(Collected data)
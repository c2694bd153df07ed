// git-mux: Multi-Repository Branch Multiplexer
//
// SPDX-FileCopyrightText: 2026 Romeo Ahmed
// SPDX-License-Identifier: GPL-3.0-or-later

//! Configuration types for git-mux.
//!
//! ```text
//! Config: GlobalConfig, PathsConfig, FlowConfig, DataConfig
//! Components: component name → remote url
//! ```

use serde::{Deserialize, Serialize};
use std::collections::BTreeMap;
use std::path::PathBuf;

use crate::git::branch::BranchType;
use crate::logging::LogLevel;

/// Component name → remote URL, sorted by name.
pub type Components = BTreeMap<String, String>;

/// Global configuration options.
#[derive(Debug, Clone, Serialize, Deserialize)]
#[serde(default)]
pub struct GlobalConfig {
    /// Log level for console output (0-6).
    pub output_log_level: LogLevel,
    /// Log level for file output (0-6).
    pub file_log_level: LogLevel,
    /// Path to log file. No file logging when unset.
    #[serde(skip_serializing_if = "Option::is_none")]
    pub log_file: Option<PathBuf>,
}

impl Default for GlobalConfig {
    fn default() -> Self {
        Self {
            output_log_level: LogLevel::WARN,
            file_log_level: LogLevel::TRACE,
            log_file: None,
        }
    }
}

/// Settings for the multiplexed flow commands.
#[derive(Debug, Clone, Serialize, Deserialize)]
#[serde(default, deny_unknown_fields)]
pub struct FlowConfig {
    /// Remote that branches are published to.
    pub remote: String,
    /// Git executable (name on PATH or absolute path).
    pub git: String,
    /// Branch types that are multiplexed.
    pub branch_types: Vec<BranchType>,
}

impl Default for FlowConfig {
    fn default() -> Self {
        Self {
            remote: "origin".to_string(),
            git: "git".to_string(),
            branch_types: BranchType::ALL.to_vec(),
        }
    }
}

/// Shared branch-status repository.
#[derive(Debug, Clone, Serialize, Deserialize)]
#[serde(default, deny_unknown_fields)]
pub struct DataConfig {
    /// Remote holding `branches.json`. Retire/revive/graft need it.
    #[serde(skip_serializing_if = "Option::is_none")]
    pub url: Option<String>,
    /// Minimum seconds between two pulls of the shared repository.
    pub min_pull_interval_secs: u64,
}

impl Default for DataConfig {
    fn default() -> Self {
        Self {
            url: None,
            min_pull_interval_secs: 10,
        }
    }
}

■ **Task directions**
Please repeat the data in full so that nothing differs from the original.

■ **Exercise answer**
repository c2694bd153df07ed
// git-mux: Multi-Repository Branch Multiplexer
//
// SPDX-FileCopyrightText: 2026 Romeo Ahmed
// SPDX-License-Identifier: GPL-3.0-or-later

//! Configuration types for git-mux.
//!
//! ```text
//! Config: GlobalConfig, PathsConfig, FlowConfig, DataConfig
//! Components: component name → remote url
//! ```

use serde::{Deserialize, Serialize};
use std::collections::BTreeMap;
use std::path::PathBuf;

use crate::git::branch::BranchType;
use crate::logging::LogLevel;

/// Component name → remote URL, sorted by name.
pub type Components = BTreeMap<String, String>;

/// Global configuration options.
#[derive(Debug, Clone, Serialize, Deserialize)]
#[serde(default)]
pub struct GlobalConfig {
    /// Log level for console output (0-6).
    pub output_log_level: LogLevel,
    /// Log level for file output (0-6).
    pub file_log_level: LogLevel,
    /// Path to log file. No file logging when unset.
    #[serde(skip_serializing_if = "Option::is_none")]
    pub log_file: Option<PathBuf>,
}

impl Default for GlobalConfig {
    fn default() -> Self {
        Self {
            output_log_level: LogLevel::WARN,
            file_log_level: LogLevel::TRACE,
            log_file: None,
        }
    }
}

/// Settings for the multiplexed flow commands.
#[derive(Debug, Clone, Serialize, Deserialize)]
#[serde(default, deny_unknown_fields)]
pub struct FlowConfig {
    /// Remote that branches are published to.
    pub remote: String,
    /// Git executable (name on PATH or absolute path).
    pub git: String,
    /// Branch types that are multiplexed.
    pub branch_types: Vec<BranchType>,
}

impl Default for FlowConfig {
    fn default() -> Self {
        Self {
            remote: "origin".to_string(),
            git: "git".to_string(),
            branch_types: BranchType::ALL.to_vec(),
        }
    }
}

/// Shared branch-status repository.
#[derive(Debug, Clone, Serialize, Deserialize)]
#[serde(default, deny_unknown_fields)]
pub struct DataConfig {
    /// Remote holding `branches.json`. Retire/revive/graft need it.
    #[serde(skip_serializing_if = "Option::is_none")]
    pub url: Option<String>,
    /// Minimum seconds between two pulls of the shared repository.
    pub min_pull_interval_secs: u64,
}

impl Default for DataConfig {
    fn default() -> Self {
        Self {
            url: None,
            min_pull_interval_secs: 10,
        }
    }
}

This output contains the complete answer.